## PROMPT:
In the entries below, find the string "CredentialKey" and return each line holding it.

[Collected data entries]
-- Opening Marker --
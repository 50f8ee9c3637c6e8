// SPDX-License-Identifier: BUSL-1.1
// Copyright (c) 2026 Alfred Jean LLC

use super::*;
use serial_test::serial;

#[test]
fn env_var_mapping() {
    assert_eq!(CredentialKey::AnthropicApiKey.env_var(), Some("ANTHROPIC_API_KEY"));
    assert_eq!(CredentialKey::OpenAiApiKey.env_var(), Some("OPENAI_API_KEY"));
    assert_eq!(CredentialKey::GeminiApiKey.env_var(), Some("GEMINI_API_KEY"));
    assert_eq!(CredentialKey::None.env_var(), None);
}

#[test]
fn display_matches_wire_names() {
    assert_eq!(CredentialKey::AnthropicApiKey.to_string(), "ANTHROPIC_API_KEY");
    assert_eq!(CredentialKey::None.to_string(), "NONE");
}

#[test]
#[serial(credential_env)]
fn env_fallback_reads_process_env() {
    std::env::set_var("GEMINI_API_KEY", "gk-test");
    assert_eq!(CredentialKey::GeminiApiKey.env_fallback(), Some("gk-test".to_string()));
    std::env::remove_var("GEMINI_API_KEY");
    assert_eq!(CredentialKey::GeminiApiKey.env_fallback(), None);
}

#[test]
#[serial(credential_env)]
fn env_fallback_ignores_empty_values() {
    std::env::set_var("GEMINI_API_KEY", "");
    assert_eq!(CredentialKey::GeminiApiKey.env_fallback(), None);
    std::env::remove_var("GEMINI_API_KEY");
}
-- Closing Marker --
## TASK RESPONSE:
    assert_eq!(CredentialKey::AnthropicApiKey.env_var(), Some("ANTHROPIC_API_KEY"));
    assert_eq!(CredentialKey::OpenAiApiKey.env_var(), Some("OPENAI_API_KEY"));
    assert_eq!(CredentialKey::GeminiApiKey.env_var(), Some("GEMINI_API_KEY"));
    assert_eq!(CredentialKey::None.env_var(), None);
    assert_eq!(CredentialKey::AnthropicApiKey.to_string(), "ANTHROPIC_API_KEY");
    assert_eq!(CredentialKey::None.to_string(), "NONE");
    assert_eq!(CredentialKey::GeminiApiKey.env_fallback(), Some("gk-test".to_string()));
    assert_eq!(CredentialKey::GeminiApiKey.env_fallback(), None);
    assert_eq!(CredentialKey::GeminiApiKey.env_fallback(), None);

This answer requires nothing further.